Allow recovery from flag hellban

There's a rise in both flags and in declined flags, as reviewed in these two questions:

Can we have some statistics on the potential change in rate of comment flags?

When is a comment hostile or unfriendly? (Educating newer users how to flag comments)

There's been a lot of discussion about what to do with rude commenters:

Can we implement temporary automatic comment ban on 'x' number of validated rude comment flags?

Can the recidivism system be applied to comments?

But little to no discussion to cope with people failing to understand how to use comment flags or abusing them altogether. I'm not sure many users are even aware if their comment flags have been declined (a UI issue).
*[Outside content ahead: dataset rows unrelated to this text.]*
//! Scripted in-memory drivers.
//!
//! Every call is recorded on a shared [`Script`], failures are injected per
//! source, and every asynchronous operation yields once before completing so
//! concurrent callers really interleave.

use std::cell::{Cell, RefCell};
use std::collections::{HashMap, HashSet};
use std::rc::Rc;

use async_trait::async_trait;

use crate::driver::{
    AudioSessionPolicy, ElementDriver, ElementId, NativeDriver, SoundId, SoundOptions,
};

#[derive(Debug, Clone, PartialEq)]
pub enum Call {
    Configure(AudioSessionPolicy),
    Create(String),
    Load {
        uri: String,
        looping: bool,
        volume: f32,
        should_play: bool,
    },
    SetLooping(u64, bool),
    SetVolume(u64, f32),
    SetCurrentTime(u64, f64),
    Play(u64),
    Pause(u64),
    Stop(u64),
    Release(u64),
    Unload(u64),
    ResumeOutput,
}

#[derive(Debug, Default)]
pub struct Script {
    calls: RefCell<Vec<Call>>,
    failing_sources: RefCell<HashSet<String>>,
    rejected_sources: RefCell<HashSet<String>>,
    unlock_failures: Cell<usize>,
    fail_volume: Cell<bool>,
    fail_pause: Cell<bool>,
    sources: RefCell<HashMap<u64, String>>,
    next_id: Cell<u64>,
}

impl Script {
    /// Creating or loading `src` fails from now on.
    pub fn fail_acquire(&self, src: &str) {
        self.failing_sources.borrow_mut().insert(src.to_string());
    }

    /// Playing anything bound to `src` is rejected until [`Script::allow_play`].
    pub fn reject_play(&self, src: &str) {
        self.rejected_sources.borrow_mut().insert(src.to_string());
    }

    pub fn allow_play(&self, src: &str) {
        self.rejected_sources.borrow_mut().remove(src);
    }

    /// The next `times` unlock attempts fail.
    pub fn fail_unlock_times(&self, times: usize) {
        self.unlock_failures.set(times);
    }

    pub fn fail_volume(&self) {
        self.fail_volume.set(true);
    }

    pub fn fail_pause(&self) {
        self.fail_pause.set(true);
    }

    pub fn calls(&self) -> Vec<Call> {
        self.calls.borrow().clone()
    }

    pub fn count(&self, predicate: impl Fn(&Call) -> bool) -> usize {
        self.calls.borrow().iter().filter(|call| predicate(call)).count()
    }

    pub fn clear(&self) {
        self.calls.borrow_mut().clear();
    }

    fn record(&self, call: Call) {
        self.calls.borrow_mut().push(call);
    }

    fn allocate(&self, src: &str) -> anyhow::Result<u64> {
        if self.failing_sources.borrow().contains(src) {
            anyhow::bail!("cannot open {src}");
        }
        let id = self.next_id.get() + 1;
        self.next_id.set(id);
        self.sources.borrow_mut().insert(id, src.to_string());
        Ok(id)
    }

    fn check_play(&self, id: u64) -> anyhow::Result<()> {
        let sources = self.sources.borrow();
        let src = sources
            .get(&id)
            .ok_or_else(|| anyhow::anyhow!("unknown id {id}"))?;
        if self.rejected_sources.borrow().contains(src) {
            anyhow::bail!("NotAllowedError: play() requires a user gesture");
        }
        Ok(())
    }

    fn check_volume(&self) -> anyhow::Result<()> {
        if self.fail_volume.get() {
            anyhow::bail!("volume is read-only");
        }
        Ok(())
    }

    fn check_pause(&self) -> anyhow::Result<()> {
        if self.fail_pause.get() {
            anyhow::bail!("pause interrupted");
        }
        Ok(())
    }
}

pub struct FakeElementDriver {
    script: Rc<Script>,
}

impl FakeElementDriver {
    pub fn new() -> (Self, Rc<Script>) {
        let script = Rc::new(Script::default());
        (
            Self {
                script: Rc::clone(&script),
            },
            script,
        )
    }
}

#[async_trait(?Send)]
impl ElementDriver for FakeElementDriver {
    fn create(&self, src: &str) -> anyhow::Result<ElementId> {
        self.script.record(Call::Create(src.to_string()));
        self.script.allocate(src).map(ElementId)
    }

    fn set_looping(&self, id: ElementId, looping: bool) -> anyhow::Result<()> {
        self.script.record(Call::SetLooping(id.0, looping));
        Ok(())
    }

    fn set_volume(&self, id: ElementId, volume: f32) -> anyhow::Result<()> {
        self.script.record(Call::SetVolume(id.0, volume));
        self.script.check_volume()
    }

    fn set_current_time(&self, id: ElementId, seconds: f64) -> anyhow::Result<()> {
        self.script.record(Call::SetCurrentTime(id.0, seconds));
        Ok(())
    }

    async fn play(&self, id: ElementId) -> anyhow::Result<()> {
        self.script.record(Call::Play(id.0));
        tokio::task::yield_now().await;
        self.script.check_play(id.0)
    }

    fn pause(&self, id: ElementId) -> anyhow::Result<()> {
        self.script.record(Call::Pause(id.0));
        self.script.check_pause()
    }

    fn release(&self, id: ElementId) {
        self.script.record(Call::Release(id.0));
    }

    async fn resume_output(&self) -> anyhow::Result<()> {
        self.script.record(Call::ResumeOutput);
        tokio::task::yield_now().await;
        let failures = self.script.unlock_failures.get();
        if failures > 0 {
            self.script.unlock_failures.set(failures - 1);
            anyhow::bail!("AudioContext was not allowed to start");
        }
        Ok(())
    }
}

pub struct FakeNativeDriver {
    script: Rc<Script>,
}

impl FakeNativeDriver {
    pub fn new() -> (Self, Rc<Script>) {
        let script = Rc::new(Script::default());
        (
            Self {
                script: Rc::clone(&script),
            },
            script,
        )
    }
}

#[async_trait(?Send)]
impl NativeDriver for FakeNativeDriver {
    fn configure(&self, policy: &AudioSessionPolicy) -> anyhow::Result<()> {
        self.script.record(Call::Configure(*policy));
        Ok(())
    }

    async fn load(&self, uri: &str, options: SoundOptions) -> anyhow::Result<SoundId> {
        self.script.record(Call::Load {
            uri: uri.to_string(),
            looping: options.looping,
            volume: options.volume,
            should_play: options.should_play,
        });
        tokio::task::yield_now().await;
        self.script.allocate(uri).map(SoundId)
    }

    async fn play(&self, id: SoundId) -> anyhow::Result<()> {
        self.script.record(Call::Play(id.0));
        tokio::task::yield_now().await;
        self.script.check_play(id.0)
    }

    async fn pause(&self, id: SoundId) -> anyhow::Result<()> {
        self.script.record(Call::Pause(id.0));
        tokio::task::yield_now().await;
        self.script.check_pause()
    }

    async fn stop(&self, id: SoundId) -> anyhow::Result<()> {
        self.script.record(Call::Stop(id.0));
        tokio::task::yield_now().await;
        Ok(())
    }

    fn set_volume(&self, id: SoundId, volume: f32) -> anyhow::Result<()> {
        self.script.record(Call::SetVolume(id.0, volume));
        self.script.check_volume()
    }

    async fn unload(&self, id: SoundId) -> anyhow::Result<()> {
        self.script.record(Call::Unload(id.0));
        tokio::task::yield_now().await;
        Ok(())
    }
}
But a pop up message or ban, in whatever way possible may assist.

Certainly as a mod, it can be hard to track someone's comment flagging, it depends on who's handling the queues at that time. Without looking at a user's history, we have no idea how many declined flags a user has or when they were. A person persistently flagging another user (targeted flagging) does tend to come to our notice, but it's still reliant on keen observation.

Can we at the least institute automatic or manual comment flag suspensions for declined comment flags? Or an auto mod flag that a user has X declined comment flags (similar for users who have too many rude or unkind flags) so we at least know to go and investigate that user?
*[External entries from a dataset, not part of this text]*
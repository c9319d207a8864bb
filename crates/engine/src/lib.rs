use ambience_decode::AudioBuffer;
use basedrop::{Collector, Handle, Shared};
use cpal::{
    FromSample, SizedSample,
    traits::{DeviceTrait, HostTrait, StreamTrait},
};
use log::{debug, error, info};

/// Upper bound on simultaneously loaded voices. The audio thread's voice
/// table is allocated with this capacity up front.
pub const MAX_VOICES: usize = 32;

const COMMAND_CAPACITY: usize = 256;

#[derive(Debug, Clone, Copy, PartialEq, Eq, Hash)]
pub struct VoiceId(pub u64);

pub enum Command {
    Insert {
        id: VoiceId,
        audio: Shared<AudioBuffer>,
        gain: f32,
    },
    Play(VoiceId),
    Pause(VoiceId),
    Rewind(VoiceId),
    SetGain(VoiceId, f32),
    Remove(VoiceId),
}

#[derive(Debug, thiserror::Error)]
pub enum EngineError {
    #[error("command queue is full")]
    QueueFull,

    #[error("voice limit of {MAX_VOICES} reached")]
    TooManyVoices,

    #[error("audio buffer is empty")]
    EmptyBuffer,
}

/// One looping buffer inside the mixer.
pub struct Voice {
    id: VoiceId,
    audio: Shared<AudioBuffer>,
    frame: usize,
    gain: f32,
    playing: bool,
}

impl Voice {
    pub fn new(id: VoiceId, audio: Shared<AudioBuffer>, gain: f32) -> Self {
        Self {
            id,
            audio,
            frame: 0,
            gain,
            playing: false,
        }
    }

    pub fn id(&self) -> VoiceId {
        self.id
    }

    pub fn is_playing(&self) -> bool {
        self.playing
    }

    pub fn position(&self) -> usize {
        self.frame
    }

    pub fn gain(&self) -> f32 {
        self.gain
    }
}

/// Apply a control command to the voice table. Runs on the audio thread, so
/// it must not allocate: `voices` is created with `MAX_VOICES` capacity and
/// inserts beyond that are dropped (the control side refuses them first).
pub fn apply(voices: &mut Vec<Voice>, command: Command) {
    match command {
        Command::Insert { id, audio, gain } => {
            if voices.len() < voices.capacity() {
                voices.push(Voice::new(id, audio, gain));
            }
        }
        Command::Play(id) => with_voice(voices, id, |v| v.playing = true),
        Command::Pause(id) => with_voice(voices, id, |v| v.playing = false),
        Command::Rewind(id) => with_voice(voices, id, |v| v.frame = 0),
        Command::SetGain(id, gain) => with_voice(voices, id, |v| v.gain = gain),
        Command::Remove(id) => {
            if let Some(index) = voices.iter().position(|v| v.id == id) {
                // Dropping the Shared buffer only enqueues it for the collector.
                voices.swap_remove(index);
            }
        }
    }
}

fn with_voice(voices: &mut [Voice], id: VoiceId, f: impl FnOnce(&mut Voice)) {
    if let Some(voice) = voices.iter_mut().find(|v| v.id == id) {
        f(voice);
    }
}

/// Mix every playing voice into `data` (interleaved, `output_channels` wide),
/// advancing and wrapping each voice so it loops forever.
pub fn mix_frames<T>(voices: &mut [Voice], data: &mut [T], output_channels: usize)
where
    T: SizedSample + FromSample<f32>,
{
    for frame in data.chunks_mut(output_channels) {
        for (ch, sample) in frame.iter_mut().enumerate() {
            let mut mixed = 0.0f32;
            for voice in voices.iter().filter(|v| v.playing) {
                let channels = voice.audio.channels as usize;
                if channels == 0 {
                    continue;
                }
                let idx = voice.frame * channels + ch % channels;
                if let Some(value) = voice.audio.samples.get(idx) {
                    mixed += value * voice.gain;
                }
            }
            *sample = T::from_sample(mixed);
        }

        for voice in voices.iter_mut().filter(|v| v.playing) {
            let frames = voice.audio.frames();
            if frames == 0 {
                continue;
            }
            voice.frame = (voice.frame + 1) % frames;
        }
    }
}

pub struct MixerHandle {
    // Dropped first: the stream owns the voice table, whose buffers must be
    // released before the collector goes away.
    _stream: cpal::Stream,
    commands: rtrb::Producer<Command>,
    collector: Collector,
    handle: Handle,
    voice_count: usize,
    sample_rate: u32,
}

impl MixerHandle {
    pub fn sample_rate(&self) -> u32 {
        self.sample_rate
    }

    pub fn voice_count(&self) -> usize {
        self.voice_count
    }

    /// Hand a decoded buffer to the audio thread as a new, paused voice.
    pub fn insert(&mut self, id: VoiceId, audio: AudioBuffer, gain: f32) -> Result<(), EngineError> {
        if audio.is_empty() {
            return Err(EngineError::EmptyBuffer);
        }
        if self.voice_count >= MAX_VOICES {
            return Err(EngineError::TooManyVoices);
        }
        let audio = Shared::new(&self.handle, audio);
        self.push(Command::Insert { id, audio, gain })?;
        self.voice_count += 1;
        Ok(())
    }

    pub fn play(&mut self, id: VoiceId) -> Result<(), EngineError> {
        self.push(Command::Play(id))
    }

    pub fn pause(&mut self, id: VoiceId) -> Result<(), EngineError> {
        self.push(Command::Pause(id))
    }

    pub fn rewind(&mut self, id: VoiceId) -> Result<(), EngineError> {
        self.push(Command::Rewind(id))
    }

    pub fn set_gain(&mut self, id: VoiceId, gain: f32) -> Result<(), EngineError> {
        self.push(Command::SetGain(id, gain))
    }

    pub fn remove(&mut self, id: VoiceId) -> Result<(), EngineError> {
        self.push(Command::Remove(id))?;
        self.voice_count = self.voice_count.saturating_sub(1);
        Ok(())
    }

    // Frees buffers from voices the audio thread has already removed. A
    // buffer removed by this push is freed on a later one.
    fn push(&mut self, command: Command) -> Result<(), EngineError> {
        self.collector.collect();
        self.commands
            .push(command)
            .map_err(|_| EngineError::QueueFull)
    }
}

pub fn start() -> anyhow::Result<MixerHandle> {
    let collector = Collector::new();
    let handle = collector.handle();

    let (command_tx, command_rx) = rtrb::RingBuffer::<Command>::new(COMMAND_CAPACITY);

    let host = cpal::default_host();
    let device = host
        .default_output_device()
        .ok_or_else(|| anyhow::anyhow!("no output device found"))?;

    let config = device.default_output_config()?;
    let sample_rate = config.sample_rate().0;
    let channels = config.channels();

    let stream = match config.sample_format() {
        cpal::SampleFormat::F32 => build_stream::<f32>(&device, &config.into(), command_rx)?,
        sample_format => anyhow::bail!("unsupported sample format '{sample_format}'"),
    };

    stream.play()?;
    info!("mixer running at {sample_rate} Hz, {channels} channels");

    Ok(MixerHandle {
        _stream: stream,
        commands: command_tx,
        collector,
        handle,
        voice_count: 0,
        sample_rate,
    })
}

fn build_stream<T>(
    device: &cpal::Device,
    config: &cpal::StreamConfig,
    mut command_rx: rtrb::Consumer<Command>,
) -> anyhow::Result<cpal::Stream>
where
    T: SizedSample + FromSample<f32>,
{
    let output_channels = config.channels as usize;
    let mut voices: Vec<Voice> = Vec::with_capacity(MAX_VOICES);
    debug!("building output stream: {config:?}");

    let stream = device.build_output_stream(
        config,
        move |data: &mut [T], _: &cpal::OutputCallbackInfo| {
            while let Ok(command) = command_rx.pop() {
                apply(&mut voices, command);
            }
            mix_frames(&mut voices, data, output_channels);
        },
        |err| error!("stream error: {err}"),
        None,
    )?;

    Ok(stream)
}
My only hesitation in asking this, is comments are supposed to be second class citizens and to implement this may require a bit of dev time for the network. I'm not sure how messy this will be on top of the teams current todo list.

To begin with, perhaps the team could implement the simplest solution until a better UX/system can be implemented? It would provide an easier way to moderate the sites and take the pressure off Shog being pinged for stats, to help mods work out if their subjective experiences are meeting up with the objectivity of statistics.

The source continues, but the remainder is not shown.